Close-up Photo of Sliced Yellow Lemon on White Surface

 

If you don’t think it can’t be edited to fit, then let’s do this: DON’T SHARE THE NEWS UNTIL ALL THE EDITS ARE DONE.
I am a simpleton. (2020 note- I still am)
I am not a professional by any sense of the word as are a lot of the others who got into this book.
So this was my “big break”.
I was really excited and so were my family, close friends, and a lot of my readers as well.
So you not only screwed me over, you screwed them over as well.

So here is the kicker.
After the dust settled and I got my piece back and read it?
I looked at it as if it wasn’t as good as I thought it was originally.
It was like I was looking at it with a different set of eyes, this piece that I was so proud of months ago when I submitted it, all of a sudden was disgusting.
Oh, wait, and did I mention that I also got turned down by another major website on the exact same day that I found out that I didn’t get into the book that I was told I was definitely in?

*2020 note- I don’t even remember the “major” website. So I am sure it’s now a defunct blog. Insert eye roll. 
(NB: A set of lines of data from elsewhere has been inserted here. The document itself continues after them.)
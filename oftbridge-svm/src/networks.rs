//! Well-known Solana deployments used by the bridge.

use oftbridge::EndpointId;
use oftbridge::endpoint::{SOLANA_V2_MAINNET, SOLANA_V2_TESTNET};
use solana_pubkey::{Pubkey, pubkey};

/// LayerZero address lookup table on Solana mainnet.
pub const MAINNET_LOOKUP_TABLE: Pubkey = pubkey!("AokBxha6VMLLgf97B5VYHEtqztamWmYERBmmFvjuTzJB");

/// LayerZero address lookup table on Solana devnet.
pub const DEVNET_LOOKUP_TABLE: Pubkey = pubkey!("9thqPdbR27A1yLWw2spwJLySemiGMXxPnEvfmXVk4KuK");

/// Public devnet RPC endpoint.
pub const DEVNET_RPC_URL: &str = "https://api.devnet.solana.com";

/// Lookup table for a Solana endpoint, if one is known.
#[must_use]
pub fn lookup_table_for_eid(eid: EndpointId) -> Option<Pubkey> {
    match eid {
        SOLANA_V2_MAINNET => Some(MAINNET_LOOKUP_TABLE),
        SOLANA_V2_TESTNET => Some(DEVNET_LOOKUP_TABLE),
        _ => None,
    }
}

/// Addresses of one OFT deployment.
#[derive(Debug, Clone, Copy, PartialEq, Eq)]
pub struct OftDeployment {
    /// OFT program.
    pub program_id: Pubkey,
    /// Token mint.
    pub mint: Pubkey,
    /// Token escrow owned by the OFT store.
    pub escrow: Pubkey,
}

/// Test deployment on Solana devnet.
pub const DEVNET_OFT: OftDeployment = OftDeployment {
    program_id: pubkey!("8cnHHjBEwraSwzYvJZApU4AoKRsMSQqbCtpyDLr4Z72w"),
    mint: pubkey!("8pfHJ12DNZP4fHpbUDPoSNUSBTk2Cmxr94YaSo96dWLS"),
    escrow: pubkey!("8UbVZKH1Wxhmq9wEMfoPKTgKvp94TmgY44oYhPUCKQnR"),
};
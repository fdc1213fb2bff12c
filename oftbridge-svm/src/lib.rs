#![cfg_attr(docsrs, feature(doc_auto_cfg))]

//! Solana side of the OFT bridge.
//!
//! [`SvmOftAdapter`] implements [`oftbridge::ChainAdapter`] against the
//! LayerZero OFT program. Sends are v0 transactions that reference the
//! endpoint's address lookup table, since the endpoint CPI accounts do not
//! fit a legacy transaction.
//!
//! # Modules
//!
//! - [`program`] - OFT program PDAs and instruction builders
//! - [`rpc`] - RPC client abstraction
//! - [`lookup_table`] - Address lookup table decoding
//! - [`adapter`] - The chain adapter
//! - [`keypair`] - Secret key and mnemonic parsing
//! - [`networks`] - Well-known lookup tables and devnet deployment
//! - [`error`] - Error type

pub mod adapter;
pub mod error;
pub mod keypair;
pub mod lookup_table;
pub mod networks;
pub mod program;
pub mod rpc;

pub use adapter::{SvmOftAdapter, SvmOftConfig};
pub use error::SvmError;
pub use keypair::{
    keypair_from_base58, keypair_from_mnemonic, solana_address_from_mnemonic,
    solana_address_from_secret_key,
};
pub use program::{EndpointAccounts, OftProgram, StaticEndpointAccounts};
pub use rpc::RpcClientLike;
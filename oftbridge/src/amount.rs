//! Fixed-point token amounts with 6 decimal places.
//!
//! User input arrives as a decimal string that may carry thousand separators
//! (`"1,234.56"`). It is parsed with [`rust_decimal`] and stored as an integer
//! count of micro-units.

use alloy_primitives::U256;
use rust_decimal::Decimal;
use serde::{Deserialize, Serialize};
use std::fmt;
use std::str::FromStr;

/// Number of decimal places carried by [`Amount`].
pub const AMOUNT_DECIMALS: u32 = 6;

const SCALE: u64 = 10u64.pow(AMOUNT_DECIMALS);

/// Errors produced while parsing or converting amounts.
#[derive(Debug, Clone, PartialEq, Eq, thiserror::Error)]
pub enum AmountError {
    /// The input is not a decimal number.
    #[error("invalid amount {0:?}")]
    Invalid(String),
    /// Negative amounts are never valid.
    #[error("amount must not be negative")]
    Negative,
    /// More fractional digits than the fixed-point scale allows.
    #[error("amount has more than {AMOUNT_DECIMALS} decimal places")]
    TooPrecise,
    /// The value does not fit in the fixed-point representation.
    #[error("amount is too large")]
    Overflow,
    /// Converting to fewer local decimals would drop non-zero digits.
    #[error("amount {amount} is not representable with {decimals} decimals")]
    Unrepresentable {
        /// The amount being converted.
        amount: Amount,
        /// Target decimals.
        decimals: u8,
    },
}

/// A token quantity in micro-units (10^-6).
#[derive(
    Debug, Clone, Copy, Default, PartialEq, Eq, PartialOrd, Ord, Hash, Serialize, Deserialize,
)]
#[serde(transparent)]
pub struct Amount(u64);

impl Amount {
    /// The zero amount.
    pub const ZERO: Self = Self(0);

    /// Creates an amount from raw micro-units.
    #[must_use]
    pub const fn from_micro(micro: u64) -> Self {
        Self(micro)
    }

    /// Raw micro-units.
    #[must_use]
    pub const fn micro(&self) -> u64 {
        self.0
    }

    /// Whether this amount is zero.
    #[must_use]
    pub const fn is_zero(&self) -> bool {
        self.0 == 0
    }

    /// Converts to a token's local units.
    ///
    /// # Errors
    ///
    /// Returns [`AmountError::Unrepresentable`] when `decimals < 6` and the
    /// dropped digits are non-zero.
    pub fn to_local_units(self, decimals: u8) -> Result<U256, AmountError> {
        let micro = U256::from(self.0);
        let decimals_u32 = u32::from(decimals);
        if decimals_u32 >= AMOUNT_DECIMALS {
            let factor = U256::from(10u64).pow(U256::from(decimals_u32 - AMOUNT_DECIMALS));
            return micro.checked_mul(factor).ok_or(AmountError::Overflow);
        }
        let divisor = U256::from(10u64).pow(U256::from(AMOUNT_DECIMALS - decimals_u32));
        if micro % divisor != U256::ZERO {
            return Err(AmountError::Unrepresentable {
                amount: self,
                decimals,
            });
        }
        Ok(micro / divisor)
    }

    /// Converts from a token's local units, truncating extra precision and
    /// saturating at `u64::MAX` micro-units.
    #[must_use]
    pub fn from_local_units(value: U256, decimals: u8) -> Self {
        let decimals_u32 = u32::from(decimals);
        let micro = if decimals_u32 >= AMOUNT_DECIMALS {
            value / U256::from(10u64).pow(U256::from(decimals_u32 - AMOUNT_DECIMALS))
        } else {
            value.saturating_mul(U256::from(10u64).pow(U256::from(AMOUNT_DECIMALS - decimals_u32)))
        };
        Self(u64::try_from(micro).unwrap_or(u64::MAX))
    }
}

impl From<u64> for Amount {
    fn from(micro: u64) -> Self {
        Self(micro)
    }
}

impl fmt::Display for Amount {
    fn fmt(&self, f: &mut fmt::Formatter<'_>) -> fmt::Result {
        let whole = self.0 / SCALE;
        let frac = self.0 % SCALE;
        if frac == 0 {
            return write!(f, "{whole}");
        }
        let frac = format!("{frac:06}");
        write!(f, "{whole}.{}", frac.trim_end_matches('0'))
    }
}

impl FromStr for Amount {
    type Err = AmountError;

    fn from_str(s: &str) -> Result<Self, Self::Err> {
        parse_amount(s)
    }
}

/// Parses a user-entered amount into micro-units.
///
/// Thousand separators are stripped and an empty input is zero.
///
/// # Errors
///
/// Returns an [`AmountError`] if the input is not a non-negative decimal
/// with at most 6 fractional digits that fits in `u64` micro-units.
pub fn parse_amount(input: &str) -> Result<Amount, AmountError> {
    let cleaned: String = input
        .trim()
        .chars()
        .filter(|c| *c != ',' && !c.is_whitespace())
        .collect();
    if cleaned.is_empty() {
        return Ok(Amount::ZERO);
    }
    let value =
        Decimal::from_str(&cleaned).map_err(|_| AmountError::Invalid(input.to_owned()))?;
    if value.is_sign_negative() && !value.is_zero() {
        return Err(AmountError::Negative);
    }
    let value = value.normalize();
    if value.scale() > AMOUNT_DECIMALS {
        return Err(AmountError::TooPrecise);
    }
    let scaled = value
        .checked_mul(Decimal::from(SCALE))
        .ok_or(AmountError::Overflow)?;
    let micro = u64::try_from(scaled.trunc()).map_err(|_| AmountError::Overflow)?;
    Ok(Amount(micro))
}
Maybe it was the rejection that stung in my ears and my eyes as I re-read it that tinged my thinking.
I began editing it.
And re-editing it.
And editing it some more.
I wondered aloud, “how did they even pick my piece, to begin with?”
Then I got even angrier.
They made me question myself and that made me even more upset than getting kicked out of the book.


*2020 note- FOR THE LOVE OF GOD, LET IT GO.
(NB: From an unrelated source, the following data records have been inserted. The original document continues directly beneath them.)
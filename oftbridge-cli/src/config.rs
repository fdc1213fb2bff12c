//! Bridge operator configuration.
//!
//! Loads configuration from a TOML file with support for environment variable
//! expansion in string values. Variables use `$VAR` or `${VAR}` syntax.
//!
//! # Example Configuration
//!
//! ```toml
//! network = "testnet"
//! min_received_bps = 9000
//! lz_receive_gas = 100000
//!
//! [evm]
//! rpc_url = "$EVM_RPC_URL"
//! private_key = "$EVM_PRIVATE_KEY"
//! oft = "0x..."
//!
//! [solana]
//! rpc_url = "https://api.devnet.solana.com"
//! secret_key = "$SOLANA_SECRET_KEY"
//! program_id = "8cnHHjBEwraSwzYvJZApU4AoKRsMSQqbCtpyDLr4Z72w"
//! mint = "8pfHJ12DNZP4fHpbUDPoSNUSBTk2Cmxr94YaSo96dWLS"
//! escrow = "8UbVZKH1Wxhmq9wEMfoPKTgKvp94TmgY44oYhPUCKQnR"
//! ```
//!
//! # Environment Variables
//!
//! - `CONFIG` - Path to configuration file (default: `config.toml`)
//! - `BRIDGE_NETWORK` - Override `network` (`mainnet` or `testnet`)
//! - Keys and RPC URLs referenced by `$VAR` in the config file

use std::path::Path;

use oftbridge::address::solana_pubkey_from_base58;
use oftbridge::endpoint::BridgePair;
use oftbridge::oft::{
    DEFAULT_LZ_RECEIVE_GAS, DEFAULT_MIN_RECEIVED_BPS, ExecutorOptions, SlippageGuard,
};
use serde::{Deserialize, Serialize};
use solana_instruction::AccountMeta;
use solana_pubkey::Pubkey;

/// Errors produced while loading or interpreting the configuration.
#[derive(Debug, thiserror::Error)]
pub enum ConfigError {
    /// The file exists but could not be read.
    #[error("failed to read {path}: {source}")]
    Read {
        /// Configuration file path.
        path: String,
        /// Underlying I/O error.
        #[source]
        source: std::io::Error,
    },
    /// The file is not valid TOML for [`BridgeConfig`].
    #[error("failed to parse configuration: {0}")]
    Parse(#[from] toml::de::Error),
    /// A required value is empty or still references an unset variable.
    #[error("{0} is not set (missing environment variable?)")]
    Unresolved(&'static str),
    /// A value could not be interpreted.
    #[error("invalid {field}: {reason}")]
    Invalid {
        /// Configuration key.
        field: &'static str,
        /// What went wrong.
        reason: String,
    },
}

/// Which bridge deployment to use.
#[derive(Debug, Clone, Copy, Default, PartialEq, Eq, Serialize, Deserialize)]
#[serde(rename_all = "lowercase")]
pub enum Network {
    /// Ethereum mainnet and Solana mainnet-beta.
    Mainnet,
    /// Sepolia and Solana devnet.
    #[default]
    Testnet,
}

impl Network {
    /// Endpoint pair of this deployment.
    #[must_use]
    pub fn pair(self) -> BridgePair {
        match self {
            Self::Mainnet => BridgePair::mainnet(),
            Self::Testnet => BridgePair::testnet(),
        }
    }
}

/// Top-level bridge configuration.
#[derive(Debug, Clone, Serialize, Deserialize)]
pub struct BridgeConfig {
    /// Deployment (default: `testnet`).
    #[serde(default)]
    pub network: Network,

    /// Minimum received, in basis points of the sent amount (default: `9000`).
    #[serde(default = "default_min_received_bps")]
    pub min_received_bps: u16,

    /// Gas granted to `lzReceive` on the destination (default: `100000`).
    #[serde(default = "default_lz_receive_gas")]
    pub lz_receive_gas: u64,

    /// EVM side.
    pub evm: EvmConfig,

    /// Solana side.
    pub solana: SolanaConfig,
}

/// EVM chain configuration.
#[derive(Debug, Clone, Serialize, Deserialize)]
pub struct EvmConfig {
    /// HTTP RPC endpoint URL.
    pub rpc_url: String,

    /// Private key of the sending wallet (hex, with or without `0x` prefix).
    pub private_key: String,

    /// OFT contract address.
    pub oft: String,

    /// Chain ID override. Derived from the endpoint when absent.
    #[serde(default)]
    pub chain_id: Option<u64>,

    /// Token decimals override. Read from the token when absent.
    #[serde(default)]
    pub token_decimals: Option<u8>,
}

/// Solana configuration.
#[derive(Debug, Clone, Serialize, Deserialize)]
pub struct SolanaConfig {
    /// HTTP RPC endpoint URL.
    pub rpc_url: String,

    /// Base58-encoded 64-byte secret key of the sending wallet.
    pub secret_key: String,

    /// OFT program ID.
    pub program_id: String,

    /// Token mint.
    pub mint: String,

    /// Token escrow.
    pub escrow: String,

    /// Token program override (defaults to SPL Token).
    #[serde(default)]
    pub token_program: Option<String>,

    /// Lookup table override. Defaults to the endpoint's well-known table.
    #[serde(default)]
    pub lookup_table: Option<String>,

    /// Compute unit limit of send transactions (default: `500000`).
    #[serde(default = "default_compute_unit_limit")]
    pub compute_unit_limit: u32,

    /// LayerZero endpoint accounts appended to `send`.
    #[serde(default)]
    pub send_accounts: Vec<AccountEntry>,

    /// LayerZero endpoint accounts appended to `quote_send`.
    #[serde(default)]
    pub quote_accounts: Vec<AccountEntry>,
}

/// One instruction account.
#[derive(Debug, Clone, Serialize, Deserialize)]
pub struct AccountEntry {
    /// Base58 address.
    pub pubkey: String,
    /// Whether the account is writable.
    #[serde(default)]
    pub writable: bool,
}

const fn default_min_received_bps() -> u16 {
    DEFAULT_MIN_RECEIVED_BPS
}

#[allow(clippy::cast_possible_truncation)]
const fn default_lz_receive_gas() -> u64 {
    DEFAULT_LZ_RECEIVE_GAS as u64
}

const fn default_compute_unit_limit() -> u32 {
    oftbridge_svm::adapter::DEFAULT_COMPUTE_UNIT_LIMIT
}

impl BridgeConfig {
    /// Loads configuration from the path given by the `CONFIG` environment
    /// variable, falling back to `config.toml` in the current directory.
    ///
    /// # Errors
    ///
    /// Returns [`ConfigError`] if the file cannot be read or parsed.
    pub fn load() -> Result<Self, ConfigError> {
        let path = std::env::var("CONFIG").unwrap_or_else(|_| "config.toml".to_owned());
        Self::load_from(&path)
    }

    /// Loads configuration from a specific file path.
    ///
    /// `BRIDGE_NETWORK` overrides the file's `network`.
    ///
    /// # Errors
    ///
    /// Returns [`ConfigError`] if the file cannot be read or parsed.
    pub fn load_from(path: &str) -> Result<Self, ConfigError> {
        let content = if Path::new(path).exists() {
            std::fs::read_to_string(path).map_err(|source| ConfigError::Read {
                path: path.to_owned(),
                source,
            })?
        } else {
            tracing::warn!(path, "Configuration file not found");
            String::new()
        };

        let mut config = Self::from_toml_str(&content)?;

        if let Ok(network) = std::env::var("BRIDGE_NETWORK") {
            match network.to_ascii_lowercase().as_str() {
                "mainnet" => config.network = Network::Mainnet,
                "testnet" => config.network = Network::Testnet,
                other => tracing::warn!(network = other, "Ignoring unknown BRIDGE_NETWORK"),
            }
        }

        Ok(config)
    }

    /// Parses configuration text after expanding environment variables.
    ///
    /// # Errors
    ///
    /// Returns [`ConfigError::Parse`] if the text is not a valid configuration.
    pub fn from_toml_str(content: &str) -> Result<Self, ConfigError> {
        let expanded = expand_env_vars(content);
        Ok(toml::from_str(&expanded)?)
    }

    /// Endpoint pair of the configured deployment.
    #[must_use]
    pub fn pair(&self) -> BridgePair {
        self.network.pair()
    }

    /// Minimum-received guard.
    #[must_use]
    pub fn slippage(&self) -> SlippageGuard {
        SlippageGuard::new(self.min_received_bps)
    }

    /// Executor options attached to every send.
    #[must_use]
    pub fn executor_options(&self) -> ExecutorOptions {
        ExecutorOptions::new().lz_receive(u128::from(self.lz_receive_gas), 0)
    }
}

impl SolanaConfig {
    /// Endpoint accounts appended to `send`.
    ///
    /// # Errors
    ///
    /// Returns [`ConfigError::Invalid`] if an address is not base58.
    pub fn send_account_metas(&self) -> Result<Vec<AccountMeta>, ConfigError> {
        account_metas("solana.send_accounts", &self.send_accounts)
    }

    /// Endpoint accounts appended to `quote_send`.
    ///
    /// # Errors
    ///
    /// Returns [`ConfigError::Invalid`] if an address is not base58.
    pub fn quote_account_metas(&self) -> Result<Vec<AccountMeta>, ConfigError> {
        account_metas("solana.quote_accounts", &self.quote_accounts)
    }
}

fn account_metas(
    field: &'static str,
    entries: &[AccountEntry],
) -> Result<Vec<AccountMeta>, ConfigError> {
    entries
        .iter()
        .map(|entry| {
            let pubkey = parse_pubkey(field, &entry.pubkey)?;
            Ok(if entry.writable {
                AccountMeta::new(pubkey, false)
            } else {
                AccountMeta::new_readonly(pubkey, false)
            })
        })
        .collect()
}

/// Returns the trimmed value, or an error if it is empty or an unexpanded
/// `$VAR` reference.
///
/// # Errors
///
/// Returns [`ConfigError::Unresolved`].
pub fn resolved<'a>(field: &'static str, value: &'a str) -> Result<&'a str, ConfigError> {
    let value = value.trim();
    if value.is_empty() || value.starts_with('$') {
        Err(ConfigError::Unresolved(field))
    } else {
        Ok(value)
    }
}

/// Parses a base58 Solana address from a configuration value.
///
/// # Errors
///
/// Returns [`ConfigError`] if the value is unresolved or not a valid address.
pub fn parse_pubkey(field: &'static str, value: &str) -> Result<Pubkey, ConfigError> {
    solana_pubkey_from_base58(resolved(field, value)?).map_err(|e| ConfigError::Invalid {
        field,
        reason: e.to_string(),
    })
}

/// Expands `$VAR` and `${VAR}` patterns in a string from environment variables.
///
/// Unresolved variables are left as-is.
fn expand_env_vars(input: &str) -> String {
    let mut result = String::with_capacity(input.len());
    let mut chars = input.chars().peekable();

    while let Some(ch) = chars.next() {
        if ch != '$' {
            result.push(ch);
            continue;
        }

        let braced = chars.peek() == Some(&'{');
        if braced {
            chars.next();
        }

        let mut var_name = String::new();
        while let Some(&c) = chars.peek() {
            if braced {
                if c == '}' {
                    chars.next();
                    break;
                }
            } else if !c.is_ascii_alphanumeric() && c != '_' {
                break;
            }
            var_name.push(c);
            chars.next();
        }

        match std::env::var(&var_name) {
            Ok(value) if !var_name.is_empty() => result.push_str(&value),
            _ => {
                result.push('$');
                if braced {
                    result.push('{');
                }
                result.push_str(&var_name);
                if braced && !var_name.is_empty() {
                    result.push('}');
                }
            }
        }
    }

    result
}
Photo of Three Lemons on Chopping Board Near Knife

Honestly, I am not so much embarrassed that I am not in the book.
It is that I am tired of trying to be something that I just cannot be.
I am a stay at home mom who loves to write.
I love to make people laugh.
Simple as that.
That is all it will ever be.
I won’t ever pen a great hilarious novel.
I won’t become the next Erma Bombeck.
I won’t become the female John Hughes.
And that is OK.


*2020 note- I don’t want to become the next Erma Bombeck, that is so dated. And I will become the female John Hughes.

Just wait. 2020 Kari is so much better than 2015 Kari. 

Again, Estrogen is a bastard. 


Look, I save the good shit for THIS blog. (2020 note-I do DO that)
When other places I submit to ask for original content, I get all upset inside.
Want to know why?
Because I don’t want to use the good stuff for them.
I want to save it for you.
Because I love you more than them.
And there it is.


You mean more to me than a paycheck.
I AM A FOOL, I KNOW.
I am.
Bloggers and writers all around me are laughing all the way to the bank and I don’t have two nickels to rub together.

Two Lemon Fruits

I am a great mom.
My kids are amazing and well adjusted.
I am happy being at home with them, well most of the time anyway.
So maybe my best work is right here.
Maybe this just wasn’t meant to be.
Maybe. (2020 note-What an insult to women who are good writers AND good moms. Way to alienate your audience, Kari. )

I bet Nora Ephron never went through this. (2020 note- I bet she did)
Pass me the damn lemons.

12 thoughts on “When Life Hands You Lemons, Throw Them at Your Computer”

  1. I love how you turned this around. I can see how you would have gotten upset by this but I can also see their point of view too.
    But it is so great that you came around and can see, outside of menopause, how different you were. How you could have responded differently.
    A lot of people would have deleted this or buried it but you brought it to the light.
    Another reason I love you and your blog.

    Liked by 1 person

  2. I do agree that it seems kind of shitty to have you tell everyone about a book that you were supposed to be in.. seems like they should have saved that part of their spiel until after they had a book put together.

    Liked by 1 person

  3. It’s amazing how we can see the changes in ourselves through our writing. When I look back at some of my old writing (journals, pieces I wrote for small publications), I cringe. But I suppose that’s how we evolve…not only our writing, but our selves.

    Liked by 1 person

  4. I’m just a reader not a writer but they really should edit their books first before asking you to help promote it. It doesn’t make any sense. The editing, yes, that’s part of the process but they didn’t handle that in the right manner.